Great Translations: Terror in Argentina

Jim Fonseca
5 min readSep 22, 2022
Terror on four wheels: a 1970’s Ford Falcon used by police in Argentina. Photo from imcdb.org

A Review of the novel 77 by Guillermo Saccomanno

The Setting: There’s a lot going on in this Argentinian novel set in Buenos Aires in 1977, during the days of the iron-fisted military dictatorship that terrorized its own people. Thousands of people were imprisoned, tortured and ‘disappeared.’ The story is told in flashbacks by a gay man who’s in his 80’s now and who had been in his fifties when these events occurred.

(Spoilers follow)

The Story: Our main character is a gay high-school literature teacher. He tries to keep a low profile as, one-by-one, his friends and students disappear. It’s risky to go out evenings, but he picks up men in bars and bathhouses. Several times he and a companion are beaten up by police — he’s even hospitalized once. Often the cops take their money.

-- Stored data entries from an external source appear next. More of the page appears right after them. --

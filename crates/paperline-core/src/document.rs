//! Résumé document model (the JSON shape served by the data source).

use anyhow::{Result, bail};
use serde::{Deserialize, Serialize};

#[derive(Debug, Clone, PartialEq, Eq, Serialize, Deserialize)]
#[serde(rename_all = "camelCase")]
pub struct ResumeDocument {
    pub meta: Meta,
    pub personal_info: PersonalInfo,
    #[serde(default)]
    pub education: Vec<Education>,
    #[serde(default)]
    pub work_experience: Vec<WorkExperience>,
    #[serde(default)]
    pub skills: Skills,
    #[serde(default)]
    pub projects: Vec<Project>,
}

#[derive(Debug, Clone, PartialEq, Eq, Default, Serialize, Deserialize)]
#[serde(rename_all = "camelCase", default)]
pub struct Meta {
    pub site_title: String,
    pub site_description: String,
    pub last_updated: String,
}

#[derive(Debug, Clone, PartialEq, Eq, Default, Serialize, Deserialize)]
#[serde(rename_all = "camelCase", default)]
pub struct PersonalInfo {
    pub name: String,
    pub title: String,
    pub tagline: String,
    pub location: String,
    pub email: String,
    pub phone: String,
    pub avatar_url: String,
    pub social_links: Vec<SocialLink>,
}

#[derive(Debug, Clone, PartialEq, Eq, Default, Serialize, Deserialize)]
#[serde(default)]
pub struct SocialLink {
    pub platform: String,
    pub url: String,
}

#[derive(Debug, Clone, PartialEq, Eq, Default, Serialize, Deserialize)]
#[serde(rename_all = "camelCase", default)]
pub struct Education {
    pub institution: String,
    pub degree: String,
    pub major: String,
    pub start_date: String,
    pub end_date: String,
    pub location: String,
    pub achievements: Vec<String>,
}

#[derive(Debug, Clone, PartialEq, Eq, Default, Serialize, Deserialize)]
#[serde(rename_all = "camelCase", default)]
pub struct WorkExperience {
    pub company: String,
    pub position: String,
    pub location: String,
    pub start_date: String,
    pub end_date: String,
    pub highlights: Vec<String>,
}

#[derive(Debug, Clone, PartialEq, Eq, Default, Serialize, Deserialize)]
#[serde(default)]
pub struct Skills {
    pub design: Vec<Skill>,
    pub development: Vec<Skill>,
    pub other: Vec<Skill>,
}

impl Skills {
    /// Non-empty categories in display order.
    pub fn categories(&self) -> impl Iterator<Item = (&'static str, &[Skill])> {
        [
            ("Design", self.design.as_slice()),
            ("Development", self.development.as_slice()),
            ("Other", self.other.as_slice()),
        ]
        .into_iter()
        .filter(|(_, skills)| !skills.is_empty())
    }

    pub fn is_empty(&self) -> bool {
        self.categories().next().is_none()
    }
}

#[derive(Debug, Clone, PartialEq, Eq, Default, Serialize, Deserialize)]
#[serde(default)]
pub struct Skill {
    pub name: String,
    /// 1 (basic) to 5 (expert); 0 when unrated.
    pub proficiency: u8,
}

#[derive(Debug, Clone, PartialEq, Eq, Default, Serialize, Deserialize)]
#[serde(rename_all = "camelCase", default)]
pub struct Project {
    pub name: String,
    pub role: String,
    pub start_date: String,
    pub end_date: String,
    pub description: String,
    pub technologies: Vec<String>,
    pub outcomes: Vec<String>,
}

impl ResumeDocument {
    /// Parses and validates a JSON document.
    pub fn from_json(json: &str) -> Result<Self> {
        let doc: ResumeDocument = serde_json::from_str(json)?;
        doc.validate()?;
        Ok(doc)
    }

    /// Checks the fields every page depends on.
    pub fn validate(&self) -> Result<()> {
        if self.personal_info.name.trim().is_empty() {
            bail!("Missing required personal info field: name");
        }
        if self.personal_info.title.trim().is_empty() {
            bail!("Missing required personal info field: title");
        }
        Ok(())
    }

    /// Built-in document used when every source has failed.
    pub fn fallback() -> Self {
        Self {
            meta: Meta {
                site_title: "Becky's Resume".to_string(),
                site_description: "Personal resume of Becky, a Product Designer.".to_string(),
                last_updated: chrono::Local::now().format("%Y-%m-%d").to_string(),
            },
            personal_info: PersonalInfo {
                name: "Becky".to_string(),
                title: "Product Designer".to_string(),
                tagline: "Passionate about intuitive, delightful user experiences.".to_string(),
                location: "Unknown".to_string(),
                email: "contact@example.com".to_string(),
                phone: "+86 138 0000 0000".to_string(),
                avatar_url: String::new(),
                social_links: Vec::new(),
            },
            education: Vec::new(),
            work_experience: Vec::new(),
            skills: Skills::default(),
            projects: Vec::new(),
        }
    }

    /// Greeting typed on the title line.
    pub fn greeting(&self) -> String {
        format!("Hi, I'm {}!", self.personal_info.name)
    }
}

#[cfg(test)]
mod tests {
    use super::*;

    const SAMPLE: &str = r#"{
        "meta": { "siteTitle": "Site", "lastUpdated": "2024-05-01" },
        "personalInfo": {
            "name": "Becky",
            "title": "Product Designer",
            "socialLinks": [{ "platform": "GitHub", "url": "https://github.com/becky" }]
        },
        "workExperience": [{ "company": "Acme", "position": "Designer", "highlights": ["Shipped"] }],
        "skills": { "design": [{ "name": "Figma", "proficiency": 5 }] }
    }"#;

    #[test]
    fn test_parse_camel_case_document() {
        let doc = ResumeDocument::from_json(SAMPLE).unwrap();

        assert_eq!(doc.meta.last_updated, "2024-05-01");
        assert_eq!(doc.personal_info.social_links[0].platform, "GitHub");
        assert_eq!(doc.work_experience[0].highlights, vec!["Shipped"]);
        assert_eq!(doc.skills.design[0].proficiency, 5);
        assert!(doc.education.is_empty());
        assert!(doc.projects.is_empty());
    }

    #[test]
    fn test_missing_personal_info_fails_to_parse() {
        let err = ResumeDocument::from_json(r#"{ "meta": {} }"#).unwrap_err();
        assert!(err.to_string().contains("personalInfo"));
    }

    #[test]
    fn test_missing_name_fails_validation() {
        let json = r#"{ "meta": {}, "personalInfo": { "title": "Designer" } }"#;
        let err = ResumeDocument::from_json(json).unwrap_err();
        assert!(err.to_string().contains("name"));
    }

    #[test]
    fn test_missing_title_fails_validation() {
        let json = r#"{ "meta": {}, "personalInfo": { "name": "Becky", "title": "  " } }"#;
        let err = ResumeDocument::from_json(json).unwrap_err();
        assert!(err.to_string().contains("title"));
    }

    #[test]
    fn test_fallback_is_valid() {
        let doc = ResumeDocument::fallback();
        assert!(doc.validate().is_ok());
        assert_eq!(doc.greeting(), "Hi, I'm Becky!");
        assert_eq!(doc.meta.last_updated.len(), "2024-01-01".len());
    }

    #[test]
    fn test_skill_categories_skip_empty() {
        let doc = ResumeDocument::from_json(SAMPLE).unwrap();
        let names: Vec<&str> = doc.skills.categories().map(|(name, _)| name).collect();
        assert_eq!(names, vec!["Design"]);
        assert!(Skills::default().is_empty());
    }
}
//! Output surfaces a typewriter writes to.

use std::sync::{Arc, Mutex, MutexGuard};

/// A text display owned by one typewriter while a session is active.
///
/// Implementations use interior mutability; the typewriter only ever holds
/// a shared reference.
///
/// `set_text` is called with the typewriter's lock held, so a stale session
/// can never write after it was cancelled. It must not call back into the
/// typewriter (that deadlocks) and should return quickly, since
/// `interrupt` and `status` wait on the same lock.
pub trait Surface: Send + Sync {
    /// Returns the text currently displayed.
    fn text(&self) -> String;

    /// Replaces the displayed text.
    fn set_text(&self, text: &str);
}

#[derive(Debug, Default)]
struct MemoryInner {
    text: String,
    frames: Vec<String>,
    record: bool,
}

/// In-memory surface.
///
/// Optionally records every frame written, which lets callers replay or
/// inspect the exact sequence of displays an animation produced.
#[derive(Debug, Clone, Default)]
pub struct MemorySurface {
    inner: Arc<Mutex<MemoryInner>>,
}

impl MemorySurface {
    pub fn new() -> Self {
        Self::default()
    }

    /// Creates a surface that keeps a history of every `set_text` call.
    pub fn recording() -> Self {
        let surface = Self::default();
        surface.lock().record = true;
        surface
    }

    /// Creates a surface pre-filled with `text` (not recorded as a frame).
    pub fn with_text(text: &str) -> Self {
        let surface = Self::recording();
        surface.lock().text = text.to_string();
        surface
    }

    /// Returns all recorded frames in write order.
    pub fn frames(&self) -> Vec<String> {
        self.lock().frames.clone()
    }

    /// Drops recorded frames, keeping the current text.
    pub fn clear_frames(&self) {
        self.lock().frames.clear();
    }

    fn lock(&self) -> MutexGuard<'_, MemoryInner> {
        // A poisoned buffer is still a valid string.
        self.inner
            .lock()
            .unwrap_or_else(std::sync::PoisonError::into_inner)
    }
}

impl Surface for MemorySurface {
    fn text(&self) -> String {
        self.lock().text.clone()
    }

    fn set_text(&self, text: &str) {
        let mut inner = self.lock();
        inner.text.clear();
        inner.text.push_str(text);
        if inner.record {
            inner.frames.push(text.to_string());
        }
    }
}

#[cfg(test)]
mod tests {
    use super::*;

    #[test]
    fn test_memory_surface_set_and_read() {
        let surface = MemorySurface::new();
        surface.set_text("abc");
        assert_eq!(surface.text(), "abc");
        assert!(surface.frames().is_empty());
    }

    #[test]
    fn test_recording_surface_keeps_frames() {
        let surface = MemorySurface::recording();
        surface.set_text("a");
        surface.set_text("ab");
        assert_eq!(surface.frames(), vec!["a", "ab"]);

        surface.clear_frames();
        assert!(surface.frames().is_empty());
        assert_eq!(surface.text(), "ab");
    }

    #[test]
    fn test_with_text_prefills_without_frame() {
        let surface = MemorySurface::with_text("Hello");
        assert_eq!(surface.text(), "Hello");
        assert!(surface.frames().is_empty());
    }

    #[test]
    fn test_clones_share_buffer() {
        let a = MemorySurface::new();
        let b = a.clone();
        a.set_text("shared");
        assert_eq!(b.text(), "shared");
    }
}
//! Ctrl+C handling.
//!
//! The first Ctrl+C only raises a flag and wakes waiters; whoever owns the
//! typewriters stops them. A second Ctrl+C restores the terminal and exits.

use std::sync::OnceLock;
use std::sync::atomic::{AtomicBool, Ordering};

use anyhow::{Context, Result};
use tokio::sync::Notify;

static INTERRUPTED: AtomicBool = AtomicBool::new(false);
static INTERRUPT_NOTIFY: OnceLock<Notify> = OnceLock::new();
static RESTORE_HOOK: OnceLock<Box<dyn Fn() + Send + Sync>> = OnceLock::new();

#[derive(Debug)]
pub struct InterruptedError;

impl std::fmt::Display for InterruptedError {
    fn fmt(&self, f: &mut std::fmt::Formatter<'_>) -> std::fmt::Result {
        write!(f, "Interrupted")
    }
}

impl std::error::Error for InterruptedError {}

/// Installs the Ctrl+C handler.
pub fn init() -> Result<()> {
    ctrlc::set_handler(trigger_ctrl_c).context("set Ctrl+C handler")
}

fn notify_waiters() {
    INTERRUPT_NOTIFY.get_or_init(Notify::new).notify_waiters();
}

/// Records a Ctrl+C, force-exiting on the second one.
pub fn trigger_ctrl_c() {
    if INTERRUPTED.swap(true, Ordering::SeqCst) {
        // process::exit skips Drop, so restore the terminal here.
        if let Some(hook) = RESTORE_HOOK.get() {
            hook();
        }
        std::process::exit(130);
    }
    notify_waiters();
}

pub fn is_interrupted() -> bool {
    INTERRUPTED.load(Ordering::SeqCst)
}

/// Waits until an interrupt is triggered.
pub async fn wait_for_interrupt() {
    loop {
        let notified = INTERRUPT_NOTIFY.get_or_init(Notify::new).notified();
        if is_interrupted() {
            return;
        }
        notified.await;
    }
}

/// Registers a hook run on the second Ctrl+C before exiting.
pub fn set_restore_hook<F>(hook: F)
where
    F: Fn() + Send + Sync + 'static,
{
    let _ = RESTORE_HOOK.set(Box::new(hook));
}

Another time he realizes that one of the cops beating them is gay too and they begin an affair — a dangerous situation for both individuals. With his connection to this policeman, parents of the missing start coming to the main character to find out where their loved ones are and if they are still alive. So the main character walks a fine line between asking his policeman friend questions and asking too many questions; and his policeman lover walks the fine line of giving some answers and giving…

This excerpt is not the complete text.